Olé

Gimnasia le abrió la puerta a Diego para que pudiera retornar al fútbol argentino: fue una relación de amor a primera vista, que le sirvió al ídolo para recibir el cariño del país.

- POR JUAN JOSÉ MARÓN j m a r o n @ ole.com.ar

Hay un ritual en el Bosque. No hay magia. Ni hechizos. Tampoco sortilegio­s. Sólo amor. Una bandera enorme de Diego Maradona con su madre tejen un celestial telón en el estadio de Gimnasia LP, el club que le abrió las puertas al astro para que pudiera retornar al fútbol argentino luego de años de exilio. Y fue eso. Amor a primera vista. Y fue dolor. Porque no hay amor sin dolor. Entonces, La Plata se convirtió en una caravana de fieles que se acercaron al nuevo altar para despedir de cierta forma a ese mito que, para ellos, fue más real que para nadie. “Vivimos un cuento inolvidabl­e”, escribió el club en su Twitter oficial. Y los libros de historia dirán que Diego fue Tripero. Peleó por los colores. Y, gracias a su periplo con ese Lobo que sufría con el descenso, pudo recibir el cariño de todos los hinchas argentinos. Pelusa, justicia divina, fue reconocido en cada cancha, en cada fecha.

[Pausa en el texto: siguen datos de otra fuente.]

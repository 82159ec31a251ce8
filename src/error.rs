//! Unified error types for the REPL bridge.
//!
//! A single `Error` enum that every layer (mode controller, executor,
//! transfer codec, script parsing) funnels into, so the shell and the
//! filesystem adapter handle failures uniformly.

use core::fmt;

// ---------------------------------------------------------------------------
// Top-level error
// ---------------------------------------------------------------------------

/// Every fallible protocol operation funnels into this type.
#[derive(Debug, Clone, PartialEq, Eq)]
pub enum Error {
    /// The link is down, or dropped in the middle of an exchange.
    Connectivity,
    /// No terminal response arrived within the operation's time budget.
    Timeout,
    /// The remote interpreter raised an exception. Holds the full response
    /// text, traceback included.
    Interpreter(String),
    /// The response could not be parsed (bad JSON, bad base64, bad integer).
    Protocol(String),
    /// The requested remote path does not exist.
    NotFound(String),
    /// The operation is not supported.
    NotImplemented(&'static str),
    /// The operation was stopped by an interrupt request.
    Interrupted,
    /// A configuration value is out of range.
    Config(&'static str),
}

impl Error {
    /// Transport and timeout failures are transient; everything else
    /// indicates a logic fault and is surfaced immediately.
    pub fn is_retryable(&self) -> bool {
        matches!(self, Self::Connectivity | Self::Timeout)
    }
}

impl fmt::Display for Error {
    fn fmt(&self, f: &mut fmt::Formatter<'_>) -> fmt::Result {
        match self {
            Self::Connectivity => write!(f, "board not connected"),
            Self::Timeout => write!(f, "timed out waiting for the board"),
            Self::Interpreter(text) => write!(f, "remote exception:\n{text}"),
            Self::Protocol(msg) => write!(f, "malformed response: {msg}"),
            Self::NotFound(path) => write!(f, "no such remote path: {path}"),
            Self::NotImplemented(what) => write!(f, "{what} is not implemented"),
            Self::Interrupted => write!(f, "operation interrupted"),
            Self::Config(msg) => write!(f, "config: {msg}"),
        }
    }
}

impl std::error::Error for Error {}

impl From<serde_json::Error> for Error {
    fn from(e: serde_json::Error) -> Self {
        Self::Protocol(format!("invalid JSON: {e}"))
    }
}

impl From<base64::DecodeError> for Error {
    fn from(e: base64::DecodeError) -> Self {
        Self::Protocol(format!("invalid base64 chunk: {e}"))
    }
}

// ---------------------------------------------------------------------------
// Convenience Result alias
// ---------------------------------------------------------------------------

/// Crate-wide `Result` alias.
pub type Result<T> = core::result::Result<T, Error>;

La procesión fue larga allá en el Bosque. Hubo momentos de extrema emoción. Como cuando una joven llevó de la mano, a un paso lento, a una señora muy mayor, que desafió los peligros del Covid-19 para dejar una flor en homenaje a Diego, a ese tipo que les infló el pecho de esperanzas. El desfile fue conmovedor. Niños y sus padres, chicos que jamás vieron lo que hizo el Diego en una cancha, que lo conocen gracias a la tecnolgía, niños que miran con extrañeza a sus papás bañados en lágrimas, al grito de “Diego no se murió, Diego no se murió, Diego vive en el Bosque la puta madre que lo parió”. Y sí. Hay lágrimas. No hay forma de frenar esa cosa que se fuga de las entrañas para inundar las mejillas. Ahí, en Gimnasia, en ese equipo tan sufrido tanto como la vida extrafutbo­lística que llevó el Diez, Maradona encontró un nido de calor que lo desbordó.

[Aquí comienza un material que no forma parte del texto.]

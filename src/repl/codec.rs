//! Raw-REPL response decoder.
//!
//! Wire format of one raw-mode exchange, after the host has sent the
//! program text and Ctrl-D:
//! ```text
//! ┌────┬───────────────┬──────┬───────────────┬──────┬───┐
//! │ OK │ stdout (N B)  │ 0x04 │ stderr (M B)  │ 0x04 │ > │
//! └────┴───────────────┴──────┴───────────────┴──────┴───┘
//! ```
//!
//! The decoder accumulates incoming bytes and reports completion once
//! the second 0x04 arrives. This handles partial reads gracefully; a
//! single `Board::read` call may return part of the ack, part of the
//! output, or the whole exchange at once. Anything before the `OK`
//! (stray prompts, echoes of an earlier exchange) is skipped.

use log::warn;

use crate::error::{Error, Result};

/// End-of-transmission marker: executes raw input and separates the
/// stdout and stderr sections of a response.
pub const EOT: u8 = 0x04;

/// Prefix of every remote exception report.
pub const TRACEBACK_MARKER: &str = "Traceback (";

/// Acknowledgment the board prints when it accepts raw input (and after
/// a soft reset).
pub const ACK: &[u8] = b"OK";

/// What ends a response.
#[derive(Debug, Clone, PartialEq, Eq)]
pub enum Terminator {
    /// Standard raw-mode framing (`OK … 0x04 … 0x04`).
    RawPrompt,
    /// Free-form output ending with this byte pattern.
    Marker(Vec<u8>),
}

/// Decoder state machine.
#[derive(Debug, Clone, Copy, PartialEq, Eq)]
enum DecoderState {
    /// Waiting for the `OK` acknowledgment.
    AwaitingAck { matched: usize },
    /// Collecting stdout until the first EOT.
    ReadingOutput,
    /// Collecting stderr until the second EOT.
    ReadingError,
    /// Response complete; trailing bytes (the `>` prompt) are ignored.
    Done,
}

/// Decoded (but not yet interpreted) response.
#[derive(Debug, Clone, Default, PartialEq, Eq)]
pub struct RawResponse {
    pub output: String,
    pub error: String,
}

/// Streaming response decoder.
pub struct ResponseDecoder {
    terminator: Terminator,
    state: DecoderState,
    output: Vec<u8>,
    error: Vec<u8>,
}

impl ResponseDecoder {
    pub fn new(terminator: Terminator) -> Self {
        let state = Self::initial_state(&terminator);
        Self {
            terminator,
            state,
            output: Vec::new(),
            error: Vec::new(),
        }
    }

    fn initial_state(terminator: &Terminator) -> DecoderState {
        match terminator {
            Terminator::RawPrompt => DecoderState::AwaitingAck { matched: 0 },
            Terminator::Marker(_) => DecoderState::ReadingOutput,
        }
    }

    /// Feed bytes into the decoder. Returns `true` once the response is
    /// complete.
    pub fn feed(&mut self, data: &[u8]) -> bool {
        for &byte in data {
            match &mut self.state {
                DecoderState::AwaitingAck { matched } => {
                    if byte == ACK[*matched] {
                        *matched += 1;
                        if *matched == ACK.len() {
                            self.state = DecoderState::ReadingOutput;
                        }
                    } else {
                        *matched = usize::from(byte == ACK[0]);
                    }
                }

                DecoderState::ReadingOutput => match &self.terminator {
                    Terminator::RawPrompt if byte == EOT => {
                        self.state = DecoderState::ReadingError;
                    }
                    Terminator::RawPrompt => self.output.push(byte),
                    Terminator::Marker(marker) => {
                        self.output.push(byte);
                        if self.output.ends_with(marker) {
                            let keep = self.output.len() - marker.len();
                            self.output.truncate(keep);
                            self.state = DecoderState::Done;
                        }
                    }
                },

                DecoderState::ReadingError => {
                    if byte == EOT {
                        self.state = DecoderState::Done;
                    } else {
                        self.error.push(byte);
                    }
                }

                DecoderState::Done => break,
            }
        }

        self.is_complete()
    }

    pub fn is_complete(&self) -> bool {
        self.state == DecoderState::Done
    }

    /// Whether the board has acknowledged the command.
    pub fn is_acknowledged(&self) -> bool {
        !matches!(self.state, DecoderState::AwaitingAck { .. })
    }

    /// Stdout collected so far.
    pub fn output(&self) -> &[u8] {
        &self.output
    }

    /// Consume the decoder and return what it collected.
    pub fn finish(self) -> RawResponse {
        RawResponse {
            output: String::from_utf8_lossy(&self.output).into_owned(),
            error: String::from_utf8_lossy(&self.error).into_owned(),
        }
    }

    /// Reset decoder state (e.g. before a retry).
    pub fn reset(&mut self) {
        self.state = Self::initial_state(&self.terminator);
        self.output.clear();
        self.error.clear();
    }
}

/// Turn a decoded response into command output.
///
/// A leading `OK` left over from a soft reset that raced with the new
/// output is stripped. A traceback anywhere in the response makes the
/// whole text an [`Error::Interpreter`].
pub fn interpret(response: RawResponse) -> Result<String> {
    let RawResponse { mut output, error } = response;

    if output.starts_with("OK") {
        output.drain(..2);
    }

    if output.contains(TRACEBACK_MARKER) || error.contains(TRACEBACK_MARKER) {
        let mut text = output;
        text.push_str(&error);
        return Err(Error::Interpreter(text));
    }

    if !error.is_empty() {
        warn!("EXEC: remote wrote to stderr: {}", error.trim_end());
    }

    Ok(output)
}

// ── Tests ────────────────────────────────────────────────────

El altar se extiende con el correr de las horas. Y, de fondo, esa bandera tan especial de Diego con su mamá: “María creó a Jesús, y ‘Doña Tota’ a D10S”. Es el altar en el que los fanáticos dejan una velita, una foto, una flor, una lágrima... La primera hincha que llegó, que se sentó ahí solita, a mirar le estadio como si fuera una inconmensu­rable montaña, pide perdón por no poder hablar: “Sé qué Diego está acá, en el Bosque, con nosotros. Y vine a decirle gracias, nada más. Se sienta en el piso y se hace un bollito. Agacha la cabeza y se encierra en su dolor. Cada tripero que se sumará luego a esa dama rota de dolor hace empatía. El pueblo de Gimnasia sabe ser uno.

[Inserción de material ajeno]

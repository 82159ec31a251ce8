//! Filesystem adapter against the simulated board.

use std::sync::{Arc, Mutex};

use replfs::config::ShellConfig;
use replfs::fs::{FileType, FsError, RemoteFs};
use replfs::repl::{LinkEvent, LinkEvents, Shell};

use crate::mock_board::{FakeRepl, SimFs, sim_responder, test_config};

struct FsRig {
    fs: RemoteFs<FakeRepl>,
    sim: Arc<Mutex<SimFs>>,
    events: Arc<LinkEvents>,
}

fn rig(sim: SimFs, config: ShellConfig) -> FsRig {
    let sim = Arc::new(Mutex::new(sim));
    let events = Arc::new(LinkEvents::new());
    let board = FakeRepl::new(sim_responder(&sim), Arc::clone(&events));
    let shell = Shell::new(board, config, Arc::clone(&events)).unwrap();
    FsRig {
        fs: RemoteFs::new(shell),
        sim,
        events,
    }
}

fn cached_config() -> ShellConfig {
    ShellConfig {
        cache_enabled: true,
        ..test_config()
    }
}

#[test]
fn stat_while_disconnected_is_unavailable() {
    let r = rig(SimFs::default().with_file("/lib/main.py", b"x"), test_config());
    r.events.publish(LinkEvent::Disconnected);
    assert!(matches!(r.fs.stat("/lib/main.py"), Err(FsError::Unavailable(_))));
}

#[test]
fn stat_of_unlisted_path_is_not_found() {
    let r = rig(SimFs::default().with_file("/main.py", b"x"), test_config());
    assert_eq!(
        r.fs.stat("/other.py"),
        Err(FsError::NotFound("/other.py".into()))
    );
    assert!(r.fs.stat("/main.py").is_ok());
}

#[test]
fn list_returns_names_and_kinds() {
    let r = rig(
        SimFs::default().with_dir("/lib").with_file("/main.py", b"x"),
        test_config(),
    );
    assert_eq!(
        r.fs.list("/").unwrap(),
        vec![
            ("lib".to_string(), FileType::Directory),
            ("main.py".to_string(), FileType::File),
        ]
    );
    assert!(matches!(r.fs.list("/missing"), Err(FsError::NotFound(_))));
}

#[test]
fn cache_is_off_by_default() {
    let r = rig(SimFs::default().with_file("/a.py", b"1"), test_config());
    r.fs.stat("/a.py").unwrap();
    assert!(r.fs.cached_paths().is_empty());
}

#[test]
fn cached_stat_skips_the_board() {
    let r = rig(SimFs::default().with_file("/a.py", b"1"), cached_config());
    assert_eq!(r.fs.stat("/a.py").unwrap().size, 1);

    r.sim.lock().unwrap().files.insert("/a.py".into(), b"1234".to_vec());
    assert_eq!(r.fs.stat("/a.py").unwrap().size, 1, "served from cache");
}

#[test]
fn refresh_updates_present_and_drops_absent() {
    let r = rig(
        SimFs::default()
            .with_file("/p1.py", b"1")
            .with_file("/p2.py", b"2"),
        cached_config(),
    );
    r.fs.stat("/p1.py").unwrap();
    r.fs.stat("/p2.py").unwrap();
    assert_eq!(r.fs.cached_paths(), vec!["/p1.py", "/p2.py"]);

    {
        let mut sim = r.sim.lock().unwrap();
        sim.files.insert("/p1.py".into(), b"updated".to_vec());
        sim.files.remove("/p2.py");
    }
    r.fs.refresh_cache().unwrap();

    assert_eq!(r.fs.cached_paths(), vec!["/p1.py"]);
    assert_eq!(r.fs.stat("/p1.py").unwrap().size, 7);
    assert!(matches!(r.fs.stat("/p2.py"), Err(FsError::NotFound(_))));
}

#[test]
fn clear_cache_forces_live_stat() {
    let r = rig(SimFs::default().with_file("/a.py", b"1"), cached_config());
    r.fs.stat("/a.py").unwrap();
    r.sim.lock().unwrap().files.insert("/a.py".into(), b"12".to_vec());

    r.fs.clear_cache();
    assert!(r.fs.cached_paths().is_empty());
    assert_eq!(r.fs.stat("/a.py").unwrap().size, 2);
}

#[test]
fn interpreter_errors_keep_traceback_detail() {
    let r = rig(SimFs::default().with_dir("/d"), test_config());
    let err: FsError = r
        .fs
        .with_shell(|shell| shell.create_dir("/d"))
        .unwrap()
        .unwrap_err()
        .into();
    match err {
        FsError::Exists(detail) => assert!(detail.contains("Traceback (")),
        other => panic!("expected Exists, got {:?}", other),
    }
}

#[test]
fn concurrent_callers_queue() {
    let r = rig(
        SimFs::default()
            .with_file("/a.py", b"a")
            .with_file("/b.py", b"bb"),
        test_config(),
    );
    let fs = Arc::new(r.fs);

    let workers: Vec<_> = (0..4)
        .map(|i| {
            let fs = Arc::clone(&fs);
            std::thread::spawn(move || {
                let path = if i % 2 == 0 { "/a.py" } else { "/b.py" };
                fs.stat(path).map(|e| e.size)
            })
        })
        .collect();

    let sizes: Vec<u64> = workers
        .into_iter()
        .map(|w| w.join().unwrap().unwrap())
        .collect();
    assert_eq!(sizes, vec![1, 2, 1, 2]);
}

Los libros (o los portales,

que la vida cambió las formas...) dirán que Diego salió por la manga para conocer el estadio del Bosque un 8 de septiembre de 2019. Eran tiempos donde la gente hacía planes, donde se podía besar a alguien profundame­nte sin preguntarl­e si estaba sano o sin síntomas, cuando cualquier sueño podía ser posible. La excusa fue un entrenamie­nto de presentaci­ón. El resultado, una locura inolvidabl­e. Sin darse cuenta, tal vez, Gimnasia se había convertido en un instrument­o para que el máximo ídolo deportivo de nuestra historia pudiera recibir el cariño de millones de argentinos. ¿Cómo olvidar eso?

Desde ese día en el que

el mundo conoció el mundo tripero, nació un vínculo irrompible. Hubo idas y vueltas, amagos de renuncias para amalgamar un abanico político complicado, internacio­nes, faltazos, maldita pandemia, lejanía, extrañamie­nto. Diego nunca quiso ser un adorno: quería dirigir, armar el equipo, dar órdenes, estar en las prácticas. El aislamient­o fue un enemigo invisible. Se llevó en silencio a Diego. Y a miles. Tuvo un último show cuando cumplió los 60 años, el día que se inició la Copa de la Liga Profesiona­l. Recibió los regalos. Estuvo un rato y se fue. Luego vendría el resto. Gimnasia le dio la chance de irse lleno de amor. Y así lo despidiero­n.